(Input material Opens)

use ratatui::{
    Frame,
    layout::{Alignment, Constraint, Direction, Layout, Rect},
    style::{Color, Modifier, Style},
    text::{Line, Span},
    widgets::{Block, BorderType, Borders, Clear, Paragraph},
};

use crate::game::{Position, Snapshot, Status};
use crate::metrics::Scoreboard;

/// Draws a snapshot of the game. Never touches the game itself.
pub struct Renderer;

impl Renderer {
    pub fn new() -> Self {
        Self
    }

    pub fn render(&self, frame: &mut Frame, snapshot: &Snapshot<'_>, board: &Scoreboard) {
        let chunks = Layout::default()
            .direction(Direction::Vertical)
            .constraints([
                Constraint::Length(3), // Header
                Constraint::Min(0),    // Game area
                Constraint::Length(3), // Footer
            ])
            .split(frame.area());

        let stats = self.render_stats(snapshot, board);
        frame.render_widget(stats, chunks[0]);

        // Center the game grid horizontally
        let game_area = Layout::default()
            .direction(Direction::Horizontal)
            .constraints([
                Constraint::Percentage(10),
                Constraint::Percentage(80),
                Constraint::Percentage(10),
            ])
            .split(chunks[1])[1];

        if let Some(final_score) = board.game_over_panel {
            let game_over = self.render_game_over(final_score);
            frame.render_widget(game_over, game_area);
        } else {
            let grid = self.render_grid(snapshot);
            frame.render_widget(grid, game_area);

            if snapshot.status == Status::Paused {
                let popup = centered_rect(30, 5, game_area);
                frame.render_widget(Clear, popup);
                frame.render_widget(self.render_paused(), popup);
            }
        }

        let controls = self.render_controls();
        frame.render_widget(controls, chunks[2]);
    }

    fn render_grid(&self, snapshot: &Snapshot<'_>) -> Paragraph<'_> {
        let head = snapshot.head();
        let mut lines = Vec::with_capacity(snapshot.grid_height);

        for y in 0..snapshot.grid_height {
            let mut spans = Vec::with_capacity(snapshot.grid_width);

            for x in 0..snapshot.grid_width {
                let pos = Position::new(x as i32, y as i32);

                let cell = if Some(pos) == head {
                    Span::styled(
                        "■ ",
                        Style::default()
                            .fg(Color::LightGreen)
                            .add_modifier(Modifier::BOLD),
                    )
                } else if snapshot.snake.contains(&pos) {
                    Span::styled("□ ", Style::default().fg(Color::Green))
                } else if pos == snapshot.food {
                    Span::styled(
                        "O ",
                        Style::default().fg(Color::Red).add_modifier(Modifier::BOLD),
                    )
                } else {
                    // Grid dot
                    Span::styled(". ", Style::default().fg(Color::DarkGray))
                };

                spans.push(cell);
            }

            lines.push(Line::from(spans));
        }

        Paragraph::new(lines)
            .block(
                Block::default()
                    .borders(Borders::ALL)
                    .border_type(BorderType::Double)
                    .border_style(Style::default().fg(Color::White))
                    .title(" Snake "),
            )
            .alignment(Alignment::Center)
    }

    fn render_stats(&self, snapshot: &Snapshot<'_>, board: &Scoreboard) -> Paragraph<'_> {
        let label = Style::default().fg(Color::Yellow);
        let value = Style::default().fg(Color::White);

        let text = vec![Line::from(vec![
            Span::styled("Score: ", label),
            Span::styled(
                snapshot.score.to_string(),
                value.add_modifier(Modifier::BOLD),
            ),
            Span::raw("    "),
            Span::styled("Best: ", label),
            Span::styled(board.best_score.to_string(), value),
            Span::raw("    "),
            Span::styled("Speed: ", label),
            Span::styled(format!("{}ms", snapshot.move_interval_ms), value),
            Span::raw("    "),
            Span::styled("Time: ", label),
            Span::styled(board.format_time(), value),
        ])];

        Paragraph::new(text).alignment(Alignment::Center)
    }

    fn render_paused(&self) -> Paragraph<'_> {
        let text = vec![
            Line::from(Span::styled(
                "PAUSED",
                Style::default()
                    .fg(Color::White)
                    .add_modifier(Modifier::BOLD),
            )),
            Line::from(""),
            Line::from(Span::styled(
                "Press SPACE to continue",
                Style::default().fg(Color::Gray),
            )),
        ];

        Paragraph::new(text).alignment(Alignment::Center).block(
            Block::default()
                .borders(Borders::ALL)
                .border_style(Style::default().fg(Color::White)),
        )
    }

    fn render_game_over(&self, final_score: u32) -> Paragraph<'_> {
        let text = vec![
            Line::from(""),
            Line::from(vec![Span::styled(
                "GAME OVER",
                Style::default().fg(Color::Red).add_modifier(Modifier::BOLD),
            )]),
            Line::from(""),
            Line::from(vec![
                Span::styled("Final Score: ", Style::default().fg(Color::Yellow)),
                Span::styled(
                    final_score.to_string(),
                    Style::default()
                        .fg(Color::White)
                        .add_modifier(Modifier::BOLD),
                ),
            ]),
            Line::from(""),
            Line::from(vec![
                Span::styled("Press ", Style::default().fg(Color::Gray)),
                Span::styled(
                    "R",
                    Style::default()
                        .fg(Color::Green)
                        .add_modifier(Modifier::BOLD),
                ),
                Span::styled(" to restart or ", Style::default().fg(Color::Gray)),
                Span::styled(
                    "Q",
                    Style::default().fg(Color::Red).add_modifier(Modifier::BOLD),
                ),
                Span::styled(" to quit", Style::default().fg(Color::Gray)),
            ]),
        ];

        Paragraph::new(text).alignment(Alignment::Center).block(
            Block::default()
                .borders(Borders::ALL)
                .border_style(Style::default().fg(Color::Red)),
        )
    }

    fn render_controls(&self) -> Paragraph<'_> {
        let text = vec![Line::from(vec![
            Span::styled("↑↓←→", Style::default().fg(Color::Cyan)),
            Span::raw(" or "),
            Span::styled("WASD", Style::default().fg(Color::Cyan)),
            Span::raw(" to move | "),
            Span::styled("Space", Style::default().fg(Color::Cyan)),
            Span::raw(" pause | "),
            Span::styled("R", Style::default().fg(Color::Green)),
            Span::raw(" restart | "),
            Span::styled("Q", Style::default().fg(Color::Red)),
            Span::raw(" quit"),
        ])];

        Paragraph::new(text).alignment(Alignment::Center)
    }
}

impl Default for Renderer {
    fn default() -> Self {
        Self::new()
    }
}

/// A `width` x `height` rectangle centred in `area`, clipped to it
fn centered_rect(width: u16, height: u16, area: Rect) -> Rect {
    let width = width.min(area.width);
    let height = height.min(area.height);
    Rect {
        x: area.x + (area.width - width) / 2,
        y: area.y + (area.height - height) / 2,
        width,
        height,
    }
}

(Input material Closes)

Filter the listing by the string "restart"; copy each matching line.

**Solution for this problem**
                Span::styled(" to restart or ", Style::default().fg(Color::Gray)),
            Span::raw(" restart | "),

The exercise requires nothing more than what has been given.